Les communes sont encore coupables, selon RomEurope, de refuser de fournir gratuitement le confort moderne aux Roms. A Nantes, mais aussi dans le Val de Marne – dernier département communiste de France pourtant – et en Seine-et-Marne, l’accès à l’eau et à l’électricité n’est pas garanti pour les Roms. Qui n’hésitent pas à se servir. « L’accès à l’eau se fait à partir des bouches à incendie qui sont parfois à plusieurs centaines de mètres du lieux de vie », note RomEurope, et « aucun accès à l’électricité n’est permis, ce qui mène à des branchements sauvages sur la plupart des sites, avec coupures fréquentes », sauf « à Orvault [où] le maire a accepté un branchement forain de neuf prises suite à l’incendie d’un transformateur » et « a amené un robinet près du site ». En revanche des bennes à ordure sont systématiquement installées par la métropole qui assure aussi le ramassage des déchets, ce qui n’empêche pas les camps de ressembler à des décharges, surtout quand ils se situent près des déchetteries – ainsi des deux camps près de la déchetterie de Tougas expulsés fin avril 2015. Les Roms faisaient d’incessants va-et-vient entre la déchetterie et leur bidonville pour « récupérer » ferrailles et électroménager, puis les revendre pour leur propre compte.

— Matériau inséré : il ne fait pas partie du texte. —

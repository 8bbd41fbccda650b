//! # Command IR
//!
//! Builders record what a specification declares as an ordered list of
//! commands. Order is significant: `WithMessage` attaches to the nearest
//! preceding rule, and single-use commands are checked for duplication in
//! declaration order. The compiler walks these lists once, left to right.
//!
//! Model-level builders emit [`ModelCommand`]s, member-level builders emit
//! [`MemberCommand`]s. Nested containers (`AsCollection`, `AsNullable`) and
//! member scopes carry their own already-recorded builder, erased behind a
//! trait object so the enclosing list stays homogeneous.

use std::sync::Arc;

use mval_core::{CompileError, Error};

use crate::builder::Specification;
use crate::validator::{MemberScope, NestedRule};

/// A boolean predicate over a model or member value.
pub(crate) type Predicate<T> = Arc<dyn Fn(&T) -> bool + Send + Sync>;

/// Where an `AsModel` rule finds the nested specification.
pub(crate) enum ModelSource<V> {
    /// Given inline by the caller.
    Inline(Specification<V>),
    /// Looked up in the repository by type, optionally under an explicit key.
    Registered(Option<String>),
}

/// The five rule kinds a member scope can hold.
pub(crate) enum RuleCommand<M, V> {
    /// Leaf predicate over the member value.
    Valid(Predicate<V>),
    /// Predicate over the parent model; errors land on the member.
    AsRelative(Predicate<M>),
    /// Validate the member as a nested model.
    AsModel(ModelSource<V>),
    /// Validate each item of the member.
    AsCollection(Box<dyn NestedCommand<M, V>>),
    /// Validate the unwrapped value of an `Option` member.
    AsNullable(Box<dyn NestedCommand<M, V>>),
}

impl<M, V> RuleCommand<M, V> {
    pub(crate) fn name(&self) -> &'static str {
        match self {
            Self::Valid(_) => "Valid",
            Self::AsRelative(_) => "AsRelative",
            Self::AsModel(_) => "AsModel",
            Self::AsCollection(_) => "AsCollection",
            Self::AsNullable(_) => "AsNullable",
        }
    }
}

/// One instruction recorded by a [`MemberSpec`](crate::MemberSpec).
pub(crate) enum MemberCommand<M, V> {
    /// A rule with its optional message / single-error slot.
    Rule {
        rule: RuleCommand<M, V>,
        error: Option<Error>,
    },
    SetOptional,
    SetRequired(String),
    SetSingleError(String),
    SetSummaryError(String),
    WithMessage(String),
}

impl<M, V> MemberCommand<M, V> {
    pub(crate) fn name(&self) -> &'static str {
        match self {
            Self::Rule { rule, .. } => rule.name(),
            Self::SetOptional => "SetOptional",
            Self::SetRequired(_) => "SetRequired",
            Self::SetSingleError(_) => "SetSingleError",
            Self::SetSummaryError(_) => "SetSummaryError",
            Self::WithMessage(_) => "WithMessage",
        }
    }

    pub(crate) fn kind(&self) -> CommandKind {
        match self {
            Self::Rule { .. } => CommandKind::Rule,
            Self::WithMessage(_) => CommandKind::WithMessage,
            other => CommandKind::Other(other.name()),
        }
    }

    /// Commands accepted inside an `AsNullable` inner specification.
    pub(crate) fn allowed_in_nullable(&self) -> bool {
        matches!(
            self,
            Self::Rule {
                rule: RuleCommand::Valid(_) | RuleCommand::AsRelative(_),
                ..
            } | Self::SetSingleError(_)
                | Self::WithMessage(_)
        )
    }
}

/// One instruction recorded by a [`ModelSpec`](crate::ModelSpec).
pub(crate) enum ModelCommand<M> {
    /// A named member scope.
    Member(Box<dyn MemberScopeCommand<M>>),
    /// An unnamed model-level predicate ("Valid" scope).
    Rule {
        predicate: Predicate<M>,
        error: Option<Error>,
    },
    WithMessage(String),
    SetSummaryError(String),
}

impl<M> ModelCommand<M> {
    pub(crate) fn name(&self) -> &'static str {
        match self {
            Self::Member(_) => "Member",
            Self::Rule { .. } => "Valid",
            Self::WithMessage(_) => "WithMessage",
            Self::SetSummaryError(_) => "SetSummaryError",
        }
    }

    pub(crate) fn kind(&self) -> CommandKind {
        match self {
            Self::Rule { .. } => CommandKind::Rule,
            Self::WithMessage(_) => CommandKind::WithMessage,
            other => CommandKind::Other(other.name()),
        }
    }
}

/// Coarse classification used by the `WithMessage` backward scan.
#[derive(Debug, Clone, Copy, PartialEq, Eq)]
pub(crate) enum CommandKind {
    Rule,
    WithMessage,
    Other(&'static str),
}

/// A recorded member scope whose value type is erased.
pub(crate) trait MemberScopeCommand<M> {
    fn name(&self) -> &str;

    fn compile(self: Box<Self>, scope: &str) -> Result<Box<dyn MemberScope<M>>, CompileError>;
}

/// A recorded nested container (`AsCollection` / `AsNullable`) whose inner
/// value type is erased.
pub(crate) trait NestedCommand<M, V> {
    fn compile(self: Box<Self>, scope: &str) -> Result<Box<dyn NestedRule<M, V>>, CompileError>;
}

#[cfg(test)]
mod tests {
    use super::*;

    fn valid() -> MemberCommand<(), u8> {
        MemberCommand::Rule {
            rule: RuleCommand::Valid(Arc::new(|_: &u8| true)),
            error: None,
        }
    }

    #[test]
    fn test_command_names() {
        assert_eq!(valid().name(), "Valid");
        assert_eq!(MemberCommand::<(), u8>::SetOptional.name(), "SetOptional");
        assert_eq!(
            MemberCommand::<(), u8>::WithMessage("m".into()).name(),
            "WithMessage"
        );
    }

    #[test]
    fn test_command_kinds() {
        assert_eq!(valid().kind(), CommandKind::Rule);
        assert_eq!(
            MemberCommand::<(), u8>::SetRequired("r".into()).kind(),
            CommandKind::Other("SetRequired")
        );
        assert_eq!(
            ModelCommand::<()>::WithMessage("m".into()).kind(),
            CommandKind::WithMessage
        );
    }

    #[test]
    fn test_nullable_allow_list() {
        assert!(valid().allowed_in_nullable());
        assert!(MemberCommand::<(), u8>::SetSingleError("s".into()).allowed_in_nullable());
        assert!(MemberCommand::<(), u8>::WithMessage("m".into()).allowed_in_nullable());
        assert!(!MemberCommand::<(), u8>::SetOptional.allowed_in_nullable());
        assert!(!MemberCommand::<(), u8>::SetRequired("r".into()).allowed_in_nullable());
        assert!(!MemberCommand::<(), u8>::SetSummaryError("s".into()).allowed_in_nullable());
        let as_model = MemberCommand::<(), u8>::Rule {
            rule: RuleCommand::AsModel(ModelSource::Registered(None)),
            error: None,
        };
        assert!(!as_model.allowed_in_nullable());
    }
}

Pourtant le rapport salue le fait qu’une cinquantaine de familles bénéficie de la dizaine de terrains conventionnés situés sur les communes de Nantes, Sainte-Luce, Couëron, Saint-Jean de Boiseau, Vigneux de Bretagne, le Cellier, Treillères, Le Pellerin et la Chapelle sur Erdre. « Les conditions de vie sont meilleures que sur un bidonville puisque les personnes ont accès à l’eau, à des sanitaires, à l’électricité. » Si « l’accompagnement social diffère selon les projets », les associations de soutien aux populations rom constatent cependant que « la stabilité du lieu permet de faciliter la scolarisation, l’accès à l’emploi etc. » Elles déplorent cependant le nombre limité des personnes incluses dans ces projets d’insertion et la « sélection assez restrictive ». Un travailleur social proche de ce dossier remarque que « la sélection relève du minimum syndical : on retient les familles qui veulent vraiment s’intégrer, éduquer leurs enfants et sortir de leur mode de vie marginal ».

Autre problème constaté par RomEurope à Nantes : la saturation des permanences d’accès aux soins de santé (PASS) qui permettent d’assurer la prise en charge médicale et de donner des médicaments aux personnes qui n’ont pas de couverture maladie. Du coup, « bon nombre d’habitants des bidonvilles refusent de s’y rendre », ce qui n’améliore pas la situation sanitaire désastreuse que RomEurope met en partie sur le dos des pouvoirs publics, mais qui est largement due à une absence quasi-totale d »éducation à la santé et à l’empilement de déchets dans les camps, qu’il y ait ou non des bennes. Pour pallier la saturation des dispositifs de prise en charge sanitaire, la solution de RomEurope est toujours la même : des moyens financiers en plus.  Le fait qu »il y ait d’autres pauvres – locaux ceux-là, et de plus en plus nombreux – en France, que les SDF français soient quasiment abandonnés par les pouvoirs publics, ne semble par contre guère préoccuper cette association.